//! HexGrid main structure

use glam::Vec3;
use log::debug;

use crate::cell::{link_neighbors, HexCell};
use crate::config::GridConfig;
use crate::error::{HexError, Result};
use crate::hex::{HexCoordinates, HexDirection};
use crate::mesh::{HexColor, HexMesh, MeshData};
use crate::metrics::HexMetrics;
use crate::noise::{NoiseSource, NoiseTexture, PerlinConfig};

/// A rectangular map of hex cells together with its mesh
///
/// Cells are stored row by row; a cell's index is `row * width + col`. The
/// grid owns the noise used to perturb vertices and the reusable mesh
/// buffers, which [`HexGrid::refresh`] rebuilds after edits.
///
/// # Type Parameters
///
/// * `N` - Noise source used for vertex perturbation (defaults to a generated
///   [`NoiseTexture`])
///
/// # Examples
///
/// ```
/// use hex_terrain::*;
///
/// let config = GridConfigBuilder::new()
///     .size(4, 3)
///     .unwrap()
///     .noise_seed(42)
///     .build()
///     .unwrap();
///
/// let mut grid = HexGrid::generate(config).unwrap();
/// grid.set_elevation(5, 1).unwrap();
///
/// let mesh = grid.refresh();
/// println!("{} triangles", mesh.triangle_count());
/// ```
#[derive(Debug, Clone)]
pub struct HexGrid<N = NoiseTexture> {
    config: GridConfig,
    cells: Vec<HexCell>,
    noise: N,
    mesh: HexMesh,
}

impl HexGrid<NoiseTexture> {
    /// Create a grid whose perturbation noise is generated from
    /// `config.noise_seed`
    ///
    /// # Errors
    ///
    /// Returns `InvalidConfig` if the configuration is invalid.
    pub fn generate(config: GridConfig) -> Result<Self> {
        let noise = NoiseTexture::generate(config.noise_seed, &PerlinConfig::default())?;
        Self::with_noise(config, noise)
    }
}

impl<N: NoiseSource> HexGrid<N> {
    /// Create a grid that perturbs vertices with a custom noise source
    ///
    /// All cells start at elevation 0 with `config.default_color`. The mesh is
    /// triangulated once before returning.
    ///
    /// # Example
    ///
    /// ```
    /// use hex_terrain::*;
    ///
    /// // Unperturbed, exactly hexagonal geometry
    /// let config = GridConfigBuilder::new().size(3, 3).unwrap().build().unwrap();
    /// let grid = HexGrid::with_noise(config, ConstantNoise::neutral()).unwrap();
    /// assert_eq!(grid.cell_count(), 9);
    /// assert!(!grid.mesh().is_empty());
    /// ```
    pub fn with_noise(config: GridConfig, noise: N) -> Result<Self> {
        if config.width == 0 || config.height == 0 {
            return Err(HexError::InvalidConfig(format!(
                "grid size must be at least 1 x 1 (got {} x {})",
                config.width, config.height
            )));
        }
        let width = i32::try_from(config.width).map_err(|_| {
            HexError::InvalidConfig(format!("grid width too large: {}", config.width))
        })?;
        let height = i32::try_from(config.height).map_err(|_| {
            HexError::InvalidConfig(format!("grid height too large: {}", config.height))
        })?;

        let metrics = config.metrics;
        let mut cells = Vec::with_capacity(config.cell_count());
        for row in 0..height {
            for col in 0..width {
                cells.push(HexCell::new(
                    HexCoordinates::from_offset(col, row),
                    metrics.cell_position(col, row, 0),
                    config.default_color,
                ));
            }
        }
        link_grid(&mut cells, config.width);

        let mut grid = Self {
            config,
            cells,
            noise,
            mesh: HexMesh::new(),
        };
        grid.refresh();

        debug!(
            "created {}x{} hex grid with {} cells",
            grid.width(),
            grid.height(),
            grid.cell_count()
        );

        Ok(grid)
    }

    /// Rebuild the whole mesh from the current cell state
    pub fn refresh(&mut self) -> &MeshData {
        self.mesh
            .triangulate(&self.cells, &self.config.metrics, &self.noise)
    }

    /// Mesh from the last refresh
    #[inline]
    pub fn mesh(&self) -> &MeshData {
        self.mesh.data()
    }

    /// Change the elevation of a cell
    ///
    /// Call [`HexGrid::refresh`] afterwards to update the mesh.
    ///
    /// # Errors
    ///
    /// Returns `CellNotFound` if `index` is out of range.
    pub fn set_elevation(&mut self, index: usize, elevation: i32) -> Result<()> {
        let metrics = self.config.metrics;
        let cell = self
            .cells
            .get_mut(index)
            .ok_or(HexError::CellNotFound(index))?;
        cell.set_elevation(elevation, &metrics);
        Ok(())
    }

    /// Change the color of a cell
    ///
    /// Call [`HexGrid::refresh`] afterwards to update the mesh.
    ///
    /// # Errors
    ///
    /// Returns `CellNotFound` if `index` is out of range.
    pub fn set_color(&mut self, index: usize, color: HexColor) -> Result<()> {
        let cell = self
            .cells
            .get_mut(index)
            .ok_or(HexError::CellNotFound(index))?;
        cell.color = color;
        Ok(())
    }

    /// Index of the cell containing a world-space position
    ///
    /// Height is ignored. Returns `None` for positions outside the grid,
    /// including non-finite ones.
    pub fn cell_index_at(&self, position: Vec3) -> Option<usize> {
        if !position.is_finite() {
            return None;
        }
        let coordinates = HexCoordinates::from_position(position, &self.config.metrics);
        let (col, row) = coordinates.to_offset();
        if col < 0 || row < 0 {
            return None;
        }
        if col as usize >= self.config.width || row as usize >= self.config.height {
            return None;
        }
        Some(coordinates.to_offset_index(self.config.width as i32) as usize)
    }

    /// Cell containing a world-space position
    pub fn cell_at(&self, position: Vec3) -> Option<&HexCell> {
        self.cell_index_at(position).map(|index| &self.cells[index])
    }

    /// Index of the first cell hit by a ray through the current mesh
    ///
    /// # Example
    ///
    /// ```
    /// # use hex_terrain::*;
    /// let config = GridConfigBuilder::new().size(3, 3).unwrap().build().unwrap();
    /// let grid = HexGrid::with_noise(config, ConstantNoise::neutral()).unwrap();
    ///
    /// let above = grid.cell(4).unwrap().position() + Vec3::new(1.0, 50.0, 2.0);
    /// let picked = grid.pick(above, Vec3::NEG_Y);
    /// assert_eq!(picked, Some(4));
    /// ```
    #[cfg(feature = "picking")]
    pub fn pick(&self, origin: Vec3, direction: Vec3) -> Option<usize> {
        let hit = crate::picking::raycast(self.mesh(), origin, direction, f32::MAX)?;
        self.cell_index_at(hit.point)
    }
}

impl<N> HexGrid<N> {
    #[inline]
    pub fn config(&self) -> &GridConfig {
        &self.config
    }

    #[inline]
    pub fn metrics(&self) -> &HexMetrics {
        &self.config.metrics
    }

    #[inline]
    pub fn noise(&self) -> &N {
        &self.noise
    }

    /// Number of columns
    #[inline]
    pub fn width(&self) -> usize {
        self.config.width
    }

    /// Number of rows
    #[inline]
    pub fn height(&self) -> usize {
        self.config.height
    }

    #[inline]
    pub fn cell_count(&self) -> usize {
        self.cells.len()
    }

    /// Get a cell by index (returns None if out of bounds)
    #[inline]
    pub fn cell(&self, index: usize) -> Option<&HexCell> {
        self.cells.get(index)
    }

    /// All cells, row by row
    #[inline]
    pub fn cells(&self) -> &[HexCell] {
        &self.cells
    }
}

/// Wire up neighbor links for cells stored row by row
///
/// Every cell links to the cells already created before it (west, and the
/// row below); the reverse links are set by [`link_neighbors`].
fn link_grid(cells: &mut [HexCell], width: usize) {
    for i in 0..cells.len() {
        let col = i % width;
        let row = i / width;

        if col > 0 {
            link_neighbors(cells, i, HexDirection::W, i - 1);
        }
        if row == 0 {
            continue;
        }

        // Odd rows are shifted half a cell to the right
        if row % 2 == 0 {
            link_neighbors(cells, i, HexDirection::SE, i - width);
            if col > 0 {
                link_neighbors(cells, i, HexDirection::SW, i - width - 1);
            }
        } else {
            link_neighbors(cells, i, HexDirection::SW, i - width);
            if col < width - 1 {
                link_neighbors(cells, i, HexDirection::SE, i - width + 1);
            }
        }
    }
}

□ □ □ □ □

Wherever the line holding "cell.set_elevation(elevation, &metrics);" falls in the entries above, copy exactly from it through the line holding "let (col, row)", inclusive, and add nothing.

**Response:**
        cell.set_elevation(elevation, &metrics);
        Ok(())
    }

    /// Change the color of a cell
    ///
    /// Call [`HexGrid::refresh`] afterwards to update the mesh.
    ///
    /// # Errors
    ///
    /// Returns `CellNotFound` if `index` is out of range.
    pub fn set_color(&mut self, index: usize, color: HexColor) -> Result<()> {
        let cell = self
            .cells
            .get_mut(index)
            .ok_or(HexError::CellNotFound(index))?;
        cell.color = color;
        Ok(())
    }

    /// Index of the cell containing a world-space position
    ///
    /// Height is ignored. Returns `None` for positions outside the grid,
    /// including non-finite ones.
    pub fn cell_index_at(&self, position: Vec3) -> Option<usize> {
        if !position.is_finite() {
            return None;
        }
        let coordinates = HexCoordinates::from_position(position, &self.config.metrics);
        let (col, row) = coordinates.to_offset();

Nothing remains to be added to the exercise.